About this task
Go through the data from its first line and retype each line, stopping once the line containing "has no side" has been retyped.

□ □ □

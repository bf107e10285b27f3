//! Per-address working set: origin/dirty staging for account metadata,
//! contract code, and storage slots.
//!
//! An [`Account`] buffers every read and write an executor makes against one
//! address during a block. Reads fall through dirty layer, origin layer,
//! then the store, caching what they learn (including absence). Writes land
//! in the dirty layer only, so abandoning the working set has no side
//! effects. At block boundary [`Account::journal_if_modified`] drains the
//! dirty layer into a write batch and captures the pre-images needed to
//! reverse it.

use crate::ledger::LedgerError;
use crate::ledger::journal::{AccountJournal, SlotPreimage};
use crate::ledger::keys;
use crate::storage::storage_trait::{Storage, WriteBatch, bytes_prefix};
use crate::types::address::Address;
use crate::types::bytes::Bytes;
use crate::types::encoding::{Decode, Encode};
use crate::types::hash::Hash;
use ledger_derive::BinaryCodec;
use std::collections::HashMap;
use std::sync::Arc;

/// Canonical per-address record persisted under the account composite key.
///
/// Encoded with the crate's deterministic binary codec, so equal records
/// always marshal to identical bytes. A zero `code_hash` means the account
/// holds no contract code.
#[derive(BinaryCodec, Clone, Debug, PartialEq, Eq, Default)]
pub struct InnerAccount {
    /// Monotonic counter of successful transactions from this account.
    pub nonce: u64,
    /// Spendable balance denominated in the native currency.
    pub balance: u64,
    /// SHA-256 of the deployed contract bytecode, or zero for plain accounts.
    pub code_hash: Hash,
}

impl InnerAccount {
    /// Returns true if this record advertises contract code.
    pub fn has_code(&self) -> bool {
        self.code_hash != Hash::zero()
    }
}

/// Compares two optional records under the commit's change rules.
///
/// An absent dirty record means the account was never written, so nothing
/// changed regardless of the origin. A present dirty record changed the
/// account unless an origin exists and all three fields match.
pub(crate) fn inner_account_changed(
    origin: Option<&InnerAccount>,
    dirty: Option<&InnerAccount>,
) -> bool {
    match (origin, dirty) {
        (_, None) => false,
        (None, Some(_)) => true,
        (Some(origin), Some(dirty)) => origin != dirty,
    }
}

/// In-memory working set for one address.
///
/// `origin_*` fields hold what storage last said (with `None` map entries
/// marking keys known to be absent) and are written only by the read-through
/// paths; `dirty_*` fields hold pending modifications. Origin records are
/// never mutated in place, which keeps them valid as journal pre-images.
///
/// Not internally synchronized: callers sharing an account across threads
/// must serialize access externally.
pub struct Account<S: Storage> {
    addr: Address,
    storage: Arc<S>,
    origin_account: Option<InnerAccount>,
    dirty_account: Option<InnerAccount>,
    /// Read-through cache of persisted slots, keyed by hex slot key.
    /// `None` values mark slots known to be absent from storage.
    origin_state: HashMap<String, Option<Bytes>>,
    /// Pending slot writes, keyed by hex slot key. `None` is a tombstone.
    dirty_state: HashMap<String, Option<Bytes>>,
    origin_code: Option<Bytes>,
    dirty_code: Option<Bytes>,
    dirty_state_hash: Hash,
}

impl<S: Storage> Account<S> {
    /// Creates an empty working set for `addr`.
    pub fn new(storage: Arc<S>, addr: Address) -> Self {
        Self {
            addr,
            storage,
            origin_account: None,
            dirty_account: None,
            origin_state: HashMap::new(),
            dirty_state: HashMap::new(),
            origin_code: None,
            dirty_code: None,
            dirty_state_hash: Hash::zero(),
        }
    }

    /// Creates a working set and loads the persisted metadata record.
    ///
    /// A missing record leaves the origin absent; that is the normal state
    /// for an address never seen before.
    pub fn load(storage: Arc<S>, addr: Address) -> Result<Self, LedgerError> {
        let mut account = Self::new(storage, addr);
        if let Some(data) = account.storage.get(&keys::account_key(&addr))? {
            account.origin_account = Some(InnerAccount::from_bytes(&data)?);
        }
        Ok(account)
    }

    /// Returns the address this working set stages.
    pub fn address(&self) -> Address {
        self.addr
    }

    /// Hash computed by the last commit pass over this account's changed
    /// slots; the hash of the empty string if none changed.
    pub fn dirty_state_hash(&self) -> Hash {
        self.dirty_state_hash
    }

    /// Reads a storage slot: dirty layer, then origin layer, then the store.
    ///
    /// A store miss caches an absent marker so the next read of the same
    /// key issues no further storage call. `None` means the slot does not
    /// exist (or was deleted in this block).
    pub fn get_state(&mut self, key: &[u8]) -> Result<Option<Bytes>, LedgerError> {
        let hex_key = hex::encode(key);

        if let Some(value) = self.dirty_state.get(&hex_key) {
            return Ok(value.clone());
        }

        if let Some(value) = self.origin_state.get(&hex_key) {
            return Ok(value.clone());
        }

        let value = self
            .storage
            .get(&keys::slot_key(&self.addr, key))?
            .map(Bytes::from);
        self.origin_state.insert(hex_key, value.clone());

        Ok(value)
    }

    /// Writes a storage slot into the dirty layer.
    ///
    /// The slot is read first so the origin snapshot always holds a
    /// pre-image for every dirty key. `None` (or an empty value, which is
    /// normalized to `None`) deletes the slot.
    pub fn set_state(&mut self, key: &[u8], value: Option<Bytes>) -> Result<(), LedgerError> {
        self.get_state(key)?;
        let value = value.filter(|v| !v.is_empty());
        self.dirty_state.insert(hex::encode(key), value);
        Ok(())
    }

    /// Installs contract code, recording its hash in the pending metadata.
    pub fn set_code_and_hash(&mut self, code: Bytes) {
        let hash = Hash::sha256().chain(&code).finalize();
        self.dirty_account_mut().code_hash = hash;
        self.dirty_code = Some(code);
    }

    /// Returns the effective contract code.
    ///
    /// Dirty code wins over origin code; with neither present the store is
    /// consulted, but only if the effective code hash is non-zero. A store
    /// hit populates the origin copy.
    pub fn code(&mut self) -> Result<Option<Bytes>, LedgerError> {
        if let Some(code) = &self.dirty_code {
            return Ok(Some(code.clone()));
        }

        if let Some(code) = &self.origin_code {
            return Ok(Some(code.clone()));
        }

        if self.code_hash() == Hash::zero() {
            return Ok(None);
        }

        match self.storage.get(&keys::code_key(&self.addr))? {
            Some(code) => {
                let code = Bytes::from(code);
                self.origin_code = Some(code.clone());
                Ok(Some(code))
            }
            None => Ok(None),
        }
    }

    /// Returns the effective code hash: dirty record first, then origin,
    /// zero if neither exists.
    pub fn code_hash(&self) -> Hash {
        if let Some(dirty) = &self.dirty_account {
            return dirty.code_hash;
        }
        if let Some(origin) = &self.origin_account {
            return origin.code_hash;
        }
        Hash::zero()
    }

    /// Returns the effective nonce, zero if the account has no record.
    pub fn nonce(&self) -> u64 {
        if let Some(dirty) = &self.dirty_account {
            return dirty.nonce;
        }
        if let Some(origin) = &self.origin_account {
            return origin.nonce;
        }
        0
    }

    /// Sets the nonce on the pending metadata record.
    pub fn set_nonce(&mut self, nonce: u64) {
        self.dirty_account_mut().nonce = nonce;
    }

    /// Returns the effective balance, zero if the account has no record.
    pub fn balance(&self) -> u64 {
        if let Some(dirty) = &self.dirty_account {
            return dirty.balance;
        }
        if let Some(origin) = &self.origin_account {
            return origin.balance;
        }
        0
    }

    /// Sets the balance on the pending metadata record.
    pub fn set_balance(&mut self, balance: u64) {
        self.dirty_account_mut().balance = balance;
    }

    /// Scans committed slot values whose slot key starts with `prefix`.
    ///
    /// This is a read-committed view for administrative queries: it walks
    /// the store directly and does not see writes staged in the dirty layer
    /// of the current block.
    pub fn query(&self, prefix: &[u8]) -> Result<Vec<Bytes>, LedgerError> {
        let scan = keys::slot_key(&self.addr, prefix);
        let (begin, end) = bytes_prefix(&scan);

        let mut values = Vec::new();
        for item in self.storage.iter(&begin, end.as_deref()) {
            let (_key, value) = item?;
            values.push(Bytes::from(value));
        }

        Ok(values)
    }

    /// Drains this account's dirty layer into `batch` and returns the
    /// journal entry reversing it, or `None` if nothing changed.
    ///
    /// Batch order is fixed: metadata put, code put, then slot operations in
    /// sorted hex-key order. Also refreshes [`Account::dirty_state_hash`].
    pub fn journal_if_modified(
        &mut self,
        batch: &mut WriteBatch,
    ) -> Result<Option<AccountJournal>, LedgerError> {
        let mut entry = AccountJournal::new(self.addr);

        if inner_account_changed(self.origin_account.as_ref(), self.dirty_account.as_ref()) {
            // Guarded by the change check; dirty is always present here.
            if let Some(dirty) = &self.dirty_account {
                batch.put(keys::account_key(&self.addr), dirty.to_bytes());
                entry.account_changed = true;
                entry.prev_account = self.origin_account.clone();
            }
        }

        if let Some(dirty_code) = self.dirty_code.clone() {
            // Fault in the persisted code so the diff below compares against
            // what is actually on disk and the journal records a pre-image.
            if self.origin_code.is_none()
                && self.origin_account.as_ref().is_some_and(|a| a.has_code())
            {
                self.origin_code = self
                    .storage
                    .get(&keys::code_key(&self.addr))?
                    .map(Bytes::from);
            }

            if self.origin_code.as_ref() != Some(&dirty_code) {
                batch.put(keys::code_key(&self.addr), dirty_code.to_vec());
                entry.code_changed = true;
                entry.prev_code = self.origin_code.clone();
            }
        }

        entry.prev_states = self.flush_dirty_slots(batch)?;

        if entry.is_empty() {
            Ok(None)
        } else {
            Ok(Some(entry))
        }
    }

    /// Stages changed slots into `batch`, collects their pre-images, and
    /// recomputes the dirty-state hash.
    ///
    /// The hash input is the concatenation `key1 || value1 || key2 || ...`
    /// over changed slots in sorted hex-key order, with keys contributing
    /// their hex form and tombstoned slots contributing no value bytes.
    fn flush_dirty_slots(
        &mut self,
        batch: &mut WriteBatch,
    ) -> Result<Vec<SlotPreimage>, LedgerError> {
        let mut changed: Vec<(&String, &Option<Bytes>)> = self
            .dirty_state
            .iter()
            .filter(|(key, value)| {
                let origin = self.origin_state.get(*key).and_then(|v| v.as_ref());
                origin != value.as_ref()
            })
            .collect();
        changed.sort_by(|a, b| a.0.cmp(b.0));

        let mut prev_states = Vec::with_capacity(changed.len());
        let mut hash_input = Vec::new();

        for (key, value) in changed {
            let raw_key =
                hex::decode(key).map_err(|_| LedgerError::InvalidSlotKey(key.clone()))?;
            let slot = keys::slot_key(&self.addr, &raw_key);

            match value {
                Some(value) => batch.put(slot, value.to_vec()),
                None => batch.delete(slot),
            }

            prev_states.push(SlotPreimage {
                key: key.clone(),
                prev: self.origin_state.get(key).cloned().flatten(),
            });

            hash_input.extend_from_slice(key.as_bytes());
            if let Some(value) = value {
                hash_input.extend_from_slice(value);
            }
        }

        self.dirty_state_hash = Hash::sha256().chain(&hash_input).finalize();

        Ok(prev_states)
    }

    /// Returns this account's contribution to the block's state delta:
    /// address bytes, the marshaled pending record if any, and the
    /// dirty-state hash from the last commit pass.
    pub fn dirty_data(&self) -> Vec<u8> {
        let mut data = Vec::new();
        data.extend_from_slice(self.addr.as_slice());

        if let Some(dirty) = &self.dirty_account {
            data.extend_from_slice(&dirty.to_bytes());
        }

        data.extend_from_slice(self.dirty_state_hash.as_slice());
        data
    }

    /// Promotes the dirty layer into the origin layer after a successful
    /// commit, so the working set reflects the now-persisted state.
    pub fn finalise(&mut self) {
        if let Some(dirty) = self.dirty_account.take() {
            self.origin_account = Some(dirty);
        }
        for (key, value) in self.dirty_state.drain() {
            self.origin_state.insert(key, value);
        }
        if let Some(code) = self.dirty_code.take() {
            self.origin_code = Some(code);
        }
    }

    /// Returns the pending metadata record, cloning the origin (or starting
    /// from a zero record) on first write.
    fn dirty_account_mut(&mut self) -> &mut InnerAccount {
        let origin = self.origin_account.clone();
        self.dirty_account
            .get_or_insert_with(|| origin.unwrap_or_default())
    }
}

□ □ □

Reply
repository bf107e10285b27f3
//! Per-address working set: origin/dirty staging for account metadata,
//! contract code, and storage slots.
//!
//! An [`Account`] buffers every read and write an executor makes against one
//! address during a block. Reads fall through dirty layer, origin layer,
//! then the store, caching what they learn (including absence). Writes land
//! in the dirty layer only, so abandoning the working set has no side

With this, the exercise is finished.